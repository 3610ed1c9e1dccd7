//! Transcript message types

use serde::{Deserialize, Serialize};
use std::fmt;
use uuid::Uuid;

/// Stable message identity, assigned at creation and never reused
#[derive(Debug, Clone, PartialEq, Eq, Hash, PartialOrd, Ord, Serialize, Deserialize)]
#[serde(transparent)]
pub struct MessageId(String);

impl MessageId {
    pub fn new() -> Self {
        Self(Uuid::new_v4().to_string())
    }

    pub fn as_str(&self) -> &str {
        &self.0
    }
}

impl Default for MessageId {
    fn default() -> Self {
        Self::new()
    }
}

impl From<&str> for MessageId {
    fn from(s: &str) -> Self {
        Self(s.to_string())
    }
}

impl fmt::Display for MessageId {
    fn fmt(&self, f: &mut fmt::Formatter<'_>) -> fmt::Result {
        f.write_str(&self.0)
    }
}

#[derive(Debug, Clone, Copy, PartialEq, Eq, Serialize, Deserialize)]
#[serde(rename_all = "snake_case")]
pub enum Author {
    User,
    Bot,
}

/// Rate-limit descriptor reported by the remote agent
#[derive(Debug, Clone, PartialEq, Eq, Serialize, Deserialize)]
pub struct Throttling {
    pub max_user_messages: u32,
    pub user_messages: u32,
}

/// Citation attached to an answer
#[derive(Debug, Clone, PartialEq, Eq, Serialize, Deserialize)]
pub struct SourceAttribution {
    pub display_name: String,
    pub url: String,
    #[serde(default, skip_serializing_if = "Option::is_none")]
    pub image_url: Option<String>,
}

/// Error classification shown to the user
#[derive(Debug, Clone, Copy, PartialEq, Eq, Serialize, Deserialize)]
#[serde(rename_all = "SCREAMING_SNAKE_CASE")]
pub enum ErrorCode {
    ConversationLimit,
    Unauthorized,
    Forbidden,
    Captcha,
    ThrottleLimit,
    NotFound,
    Network,
    Unknown,
    /// The send call itself failed before or instead of emitting an error event
    Transport,
    /// The stream ended without a terminal event
    StreamClosed,
}

/// Error descriptor attached to a bot message
#[derive(Debug, Clone, PartialEq, Eq, Serialize, Deserialize)]
pub struct ChatError {
    pub code: ErrorCode,
    pub message: String,
}

impl ChatError {
    pub fn new(code: ErrorCode, message: impl Into<String>) -> Self {
        Self {
            code,
            message: message.into(),
        }
    }
}

impl fmt::Display for ChatError {
    fn fmt(&self, f: &mut fmt::Formatter<'_>) -> fmt::Result {
        write!(f, "{:?}: {}", self.code, self.message)
    }
}

#[derive(Debug, Clone, PartialEq, Eq, Serialize, Deserialize)]
pub struct Message {
    pub id: MessageId,
    pub author: Author,
    pub text: String,
    #[serde(default, skip_serializing_if = "Vec::is_empty")]
    pub progress: Vec<String>,
    #[serde(default, skip_serializing_if = "Option::is_none")]
    pub throttling: Option<Throttling>,
    #[serde(default, skip_serializing_if = "Vec::is_empty")]
    pub source_attributions: Vec<SourceAttribution>,
    #[serde(default, skip_serializing_if = "Vec::is_empty")]
    pub suggested_responses: Vec<String>,
    #[serde(default, skip_serializing_if = "Option::is_none")]
    pub error: Option<ChatError>,
}

impl Message {
    fn new(id: MessageId, author: Author, text: impl Into<String>) -> Self {
        Self {
            id,
            author,
            text: text.into(),
            progress: Vec::new(),
            throttling: None,
            source_attributions: Vec::new(),
            suggested_responses: Vec::new(),
            error: None,
        }
    }

    pub fn user(id: MessageId, text: impl Into<String>) -> Self {
        Self::new(id, Author::User, text)
    }

    pub fn bot(id: MessageId, text: impl Into<String>) -> Self {
        Self::new(id, Author::Bot, text)
    }

    /// Empty bot message that will receive a streamed answer
    pub fn placeholder(id: MessageId) -> Self {
        Self::bot(id, "")
    }
}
+++
Problem to work on:
In the entries above, some lines may contain the string "Uuid"; report how many, without additional comment.

The answer:
2